**What the exercise asks:** Extract the lines from the first line of the records below through the line containing "use std::cell::RefCell;", inclusive, and reproduce them exactly as written.

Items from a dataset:

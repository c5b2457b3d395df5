mod common;

use common::*;
use journalkeeper::error::FALLBACK_ERROR;
use journalkeeper::models::{EntryDraft, NewUser};
use journalkeeper::state::RequestStatus;
use journalkeeper::storage::TokenStore;
use journalkeeper::thunks::{self, SIGN_IN_REQUIRED};
use journalkeeper::{RequestError, Store};
use chrono::{TimeZone, Utc};
use serde_json::json;
use std::cell::RefCell;
use std::rc::Rc;
use tempfile::TempDir;
use wiremock::matchers::{any, body_json, header, method, path};
use wiremock::{Mock, MockServer, ResponseTemplate};

fn ann() -> NewUser {
    NewUser {
        username: "ann".into(),
        name: "Ann Example".into(),
        email: "ann@example.com".into(),
        password: "s3cret".into(),
    }
}

#[tokio::test]
async fn create_user_dispatches_pending_then_fulfilled() {
    let server = MockServer::start().await;
    Mock::given(method("POST"))
        .and(path("/api/users"))
        .and(body_json(json!({
            "username": "ann",
            "name": "Ann Example",
            "email": "ann@example.com",
            "password": "s3cret"
        })))
        .respond_with(ResponseTemplate::new(201))
        .expect(1)
        .mount(&server)
        .await;

    let dir = TempDir::new().unwrap();
    let services = services(&server.uri(), &dir);
    let mut store = Store::default();
    let seen = Rc::new(RefCell::new(Vec::new()));
    let sink = seen.clone();
    store.subscribe(move |s| sink.borrow_mut().push(s.auth.request_status));

    thunks::create_user(&mut store, &services, ann()).await.unwrap();

    assert_eq!(
        *seen.borrow(),
        vec![RequestStatus::Loading, RequestStatus::Succeeded]
    );
    assert_eq!(store.state().auth.request_error, None);
    // registering does not sign in
    assert_eq!(store.state().auth.token, None);
}

#[tokio::test]
async fn create_user_rejection_carries_server_message() {
    let server = MockServer::start().await;
    Mock::given(method("POST"))
        .and(path("/api/users"))
        .respond_with(
            ResponseTemplate::new(400).set_body_json(json!({"error": "USERNAME ALREADY TAKEN"})),
        )
        .mount(&server)
        .await;

    let dir = TempDir::new().unwrap();
    let services = services(&server.uri(), &dir);
    let mut store = Store::default();

    let err = thunks::create_user(&mut store, &services, ann())
        .await
        .unwrap_err();

    assert!(matches!(err, RequestError::Server { .. }));
    assert_eq!(store.state().auth.request_status, RequestStatus::Failed);
    assert_eq!(
        store.state().auth.request_error.as_deref(),
        Some("USERNAME ALREADY TAKEN")
    );
}

#[tokio::test]
async fn create_user_without_error_body_falls_back() {
    let server = MockServer::start().await;
    Mock::given(method("POST"))
        .and(path("/api/users"))
        .respond_with(ResponseTemplate::new(500).set_body_string("Internal Server Error"))
        .mount(&server)
        .await;

    let dir = TempDir::new().unwrap();
    let services = services(&server.uri(), &dir);
    let mut store = Store::default();

    assert!(thunks::create_user(&mut store, &services, ann()).await.is_err());
    assert_eq!(store.state().auth.request_error.as_deref(), Some(FALLBACK_ERROR));
}

#[tokio::test]
async fn unreachable_backend_falls_back() {
    let dir = TempDir::new().unwrap();
    // nothing listens on the discard port
    let services = services("http://127.0.0.1:9", &dir);
    let mut store = Store::default();

    let err = thunks::create_user(&mut store, &services, ann())
        .await
        .unwrap_err();
    assert!(matches!(err, RequestError::Network(_)));
    assert_eq!(store.state().auth.request_status, RequestStatus::Failed);
    assert_eq!(store.state().auth.request_error.as_deref(), Some(FALLBACK_ERROR));
}

#[tokio::test]
async fn issue_token_stores_and_persists_token() {
    let server = MockServer::start().await;
    Mock::given(method("POST"))
        .and(path("/api/tokens"))
        .and(header("Authorization", "Basic YW5uOnMzY3JldA=="))
        .respond_with(ResponseTemplate::new(200).set_body_json(json!({"token": TOKEN})))
        .expect(1)
        .mount(&server)
        .await;

    let dir = TempDir::new().unwrap();
    let services = services(&server.uri(), &dir);
    let mut store = Store::default();

    let token = thunks::issue_token(&mut store, &services, "ann", "s3cret")
        .await
        .unwrap();

    assert_eq!(token, TOKEN);
    assert_eq!(store.state().auth.token.as_deref(), Some(TOKEN));
    assert_eq!(store.state().auth.request_status, RequestStatus::Succeeded);
    assert_eq!(stored_token(&dir).as_deref(), Some(TOKEN));
}

#[tokio::test]
async fn issue_token_with_bad_credentials_keeps_signed_out() {
    let server = MockServer::start().await;
    Mock::given(method("POST"))
        .and(path("/api/tokens"))
        .respond_with(
            ResponseTemplate::new(401).set_body_json(json!({"error": "INVALID CREDENTIALS"})),
        )
        .mount(&server)
        .await;

    let dir = TempDir::new().unwrap();
    let services = services(&server.uri(), &dir);
    let mut store = Store::default();

    let err = thunks::issue_token(&mut store, &services, "ann", "wrong")
        .await
        .unwrap_err();

    assert_eq!(err.message(), "INVALID CREDENTIALS");
    assert_eq!(store.state().auth.token, None);
    assert_eq!(
        store.state().auth.request_error.as_deref(),
        Some("INVALID CREDENTIALS")
    );
    assert_eq!(stored_token(&dir), None);
}

#[tokio::test]
async fn issue_token_rejects_blank_token() {
    let server = MockServer::start().await;
    Mock::given(method("POST"))
        .and(path("/api/tokens"))
        .respond_with(ResponseTemplate::new(200).set_body_json(json!({"token": " "})))
        .expect(1)
        .mount(&server)
        .await;

    let dir = TempDir::new().unwrap();
    let services = services(&server.uri(), &dir);
    let mut store = Store::default();

    let err = thunks::issue_token(&mut store, &services, "ann", "s3cret")
        .await
        .unwrap_err();

    assert!(matches!(err, RequestError::Decode(_)));
    assert_eq!(store.state().auth.token, None);
    assert_eq!(store.state().auth.request_status, RequestStatus::Failed);
    assert_eq!(
        store.state().auth.request_error.as_deref(),
        Some(FALLBACK_ERROR)
    );
    assert_eq!(stored_token(&dir), None);
}

#[tokio::test]
async fn token_response_without_token_is_rejected() {
    let server = MockServer::start().await;
    Mock::given(method("POST"))
        .and(path("/api/tokens"))
        .respond_with(ResponseTemplate::new(200).set_body_json(json!({"jwt": "x"})))
        .mount(&server)
        .await;

    let dir = TempDir::new().unwrap();
    let services = services(&server.uri(), &dir);
    let mut store = Store::default();

    let err = thunks::issue_token(&mut store, &services, "ann", "s3cret")
        .await
        .unwrap_err();
    assert!(matches!(err, RequestError::Decode(_)));
    assert_eq!(store.state().auth.token, None);
    assert_eq!(store.state().auth.request_error.as_deref(), Some(FALLBACK_ERROR));
}

#[tokio::test]
async fn guarded_thunks_without_token_never_hit_the_network() {
    let server = MockServer::start().await;
    Mock::given(any())
        .respond_with(ResponseTemplate::new(200))
        .expect(0)
        .mount(&server)
        .await;

    let dir = TempDir::new().unwrap();
    let services = services(&server.uri(), &dir);
    let mut store = Store::default();

    let err = thunks::fetch_entries(&mut store, &services).await.unwrap_err();
    assert!(err.is_unauthorized());
    assert_eq!(store.state().entries.request_status, RequestStatus::Failed);
    assert_eq!(
        store.state().entries.request_error.as_deref(),
        Some(SIGN_IN_REQUIRED)
    );

    assert!(thunks::fetch_profile(&mut store, &services).await.is_err());
    assert_eq!(
        store.state().profile.request_error.as_deref(),
        Some(SIGN_IN_REQUIRED)
    );
}

#[tokio::test]
async fn fetch_entries_sends_bearer_token_and_sorts() {
    let server = MockServer::start().await;
    Mock::given(method("GET"))
        .and(path("/api/entries"))
        .and(header("Authorization", format!("Bearer {}", TOKEN).as_str()))
        .respond_with(ResponseTemplate::new(200).set_body_json(json!([
            entry_json(1, "2024-01-01T08:00:00Z", "new year"),
            entry_json(2, "2024-03-10T20:15:00Z", "spring"),
        ])))
        .expect(1)
        .mount(&server)
        .await;

    let dir = TempDir::new().unwrap();
    let services = services(&server.uri(), &dir);
    let mut store = signed_in_store();

    let entries = thunks::fetch_entries(&mut store, &services).await.unwrap();
    assert_eq!(entries.len(), 2);
    assert_eq!(store.state().entries.ids, vec![2, 1]);
    assert_eq!(store.state().entries.request_status, RequestStatus::Succeeded);
    // other slices untouched
    assert_eq!(store.state().auth.request_status, RequestStatus::Idle);
}

#[tokio::test]
async fn expired_token_signs_out() {
    let server = MockServer::start().await;
    Mock::given(method("GET"))
        .and(path("/api/user-profile"))
        .respond_with(
            ResponseTemplate::new(401).set_body_json(json!({"error": "TOKEN EXPIRED"})),
        )
        .expect(1)
        .mount(&server)
        .await;

    let dir = TempDir::new().unwrap();
    let services = services(&server.uri(), &dir);
    services.tokens.save(TOKEN).unwrap();
    let mut store = signed_in_store();

    let err = thunks::fetch_profile(&mut store, &services).await.unwrap_err();
    assert_eq!(err.message(), "TOKEN EXPIRED");
    assert!(!store.state().auth.has_token());
    assert_eq!(stored_token(&dir), None);
}

#[tokio::test]
async fn fetch_profile_stores_profile() {
    let server = MockServer::start().await;
    Mock::given(method("GET"))
        .and(path("/api/user-profile"))
        .respond_with(ResponseTemplate::new(200).set_body_json(json!({
            "id": 1,
            "username": "ann",
            "name": "Ann Example",
            "email": "ann@example.com",
            "createdAt": "2023-12-24T10:00:00Z"
        })))
        .mount(&server)
        .await;

    let dir = TempDir::new().unwrap();
    let services = services(&server.uri(), &dir);
    let mut store = signed_in_store();

    thunks::fetch_profile(&mut store, &services).await.unwrap();
    let profile = store.state().profile.profile.clone().unwrap();
    assert_eq!(profile.username, "ann");
    assert_eq!(
        profile.created_at,
        Some(Utc.with_ymd_and_hms(2023, 12, 24, 10, 0, 0).unwrap())
    );
    assert_eq!(profile.updated_at, None);
}

#[tokio::test]
async fn entry_create_update_delete() {
    let server = MockServer::start().await;
    Mock::given(method("POST"))
        .and(path("/api/entries"))
        .and(body_json(json!({
            "timestamp": "2024-04-02T09:30:00Z",
            "content": "first"
        })))
        .respond_with(
            ResponseTemplate::new(201).set_body_json(entry_json(7, "2024-04-02T09:30:00Z", "first")),
        )
        .expect(1)
        .mount(&server)
        .await;
    Mock::given(method("PUT"))
        .and(path("/api/entries/7"))
        .respond_with(
            ResponseTemplate::new(200).set_body_json(entry_json(7, "2024-04-02T09:30:00Z", "edited")),
        )
        .expect(1)
        .mount(&server)
        .await;
    Mock::given(method("DELETE"))
        .and(path("/api/entries/7"))
        .respond_with(ResponseTemplate::new(204))
        .expect(1)
        .mount(&server)
        .await;

    let dir = TempDir::new().unwrap();
    let services = services(&server.uri(), &dir);
    let mut store = signed_in_store();
    let timestamp = Utc.with_ymd_and_hms(2024, 4, 2, 9, 30, 0).unwrap();

    let created = thunks::create_entry(
        &mut store,
        &services,
        EntryDraft {
            timestamp,
            content: "first".into(),
        },
    )
    .await
    .unwrap();
    assert_eq!(created.id, 7);
    assert_eq!(store.state().entries.ids, vec![7]);

    thunks::update_entry(
        &mut store,
        &services,
        7,
        EntryDraft {
            timestamp,
            content: "edited".into(),
        },
    )
    .await
    .unwrap();
    assert_eq!(
        store.state().entries.get(7).map(|e| e.content.as_str()),
        Some("edited")
    );

    assert_eq!(thunks::delete_entry(&mut store, &services, 7).await.unwrap(), 7);
    assert!(store.state().entries.ids.is_empty());
}

#[tokio::test]
async fn sign_out_clears_state_and_storage() {
    let dir = TempDir::new().unwrap();
    let services = services("http://127.0.0.1:9", &dir);
    services.tokens.save(TOKEN).unwrap();
    let mut store = signed_in_store();

    thunks::sign_out(&mut store, &services);

    assert_eq!(store.state().auth.token, None);
    assert_eq!(stored_token(&dir), None);
}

**Problem solution:**
repository c5b2457b3d395df5
mod common;

use common::*;
use journalkeeper::error::FALLBACK_ERROR;
use journalkeeper::models::{EntryDraft, NewUser};
use journalkeeper::state::RequestStatus;
use journalkeeper::storage::TokenStore;
use journalkeeper::thunks::{self, SIGN_IN_REQUIRED};
use journalkeeper::{RequestError, Store};
use chrono::{TimeZone, Utc};
use serde_json::json;
use std::cell::RefCell;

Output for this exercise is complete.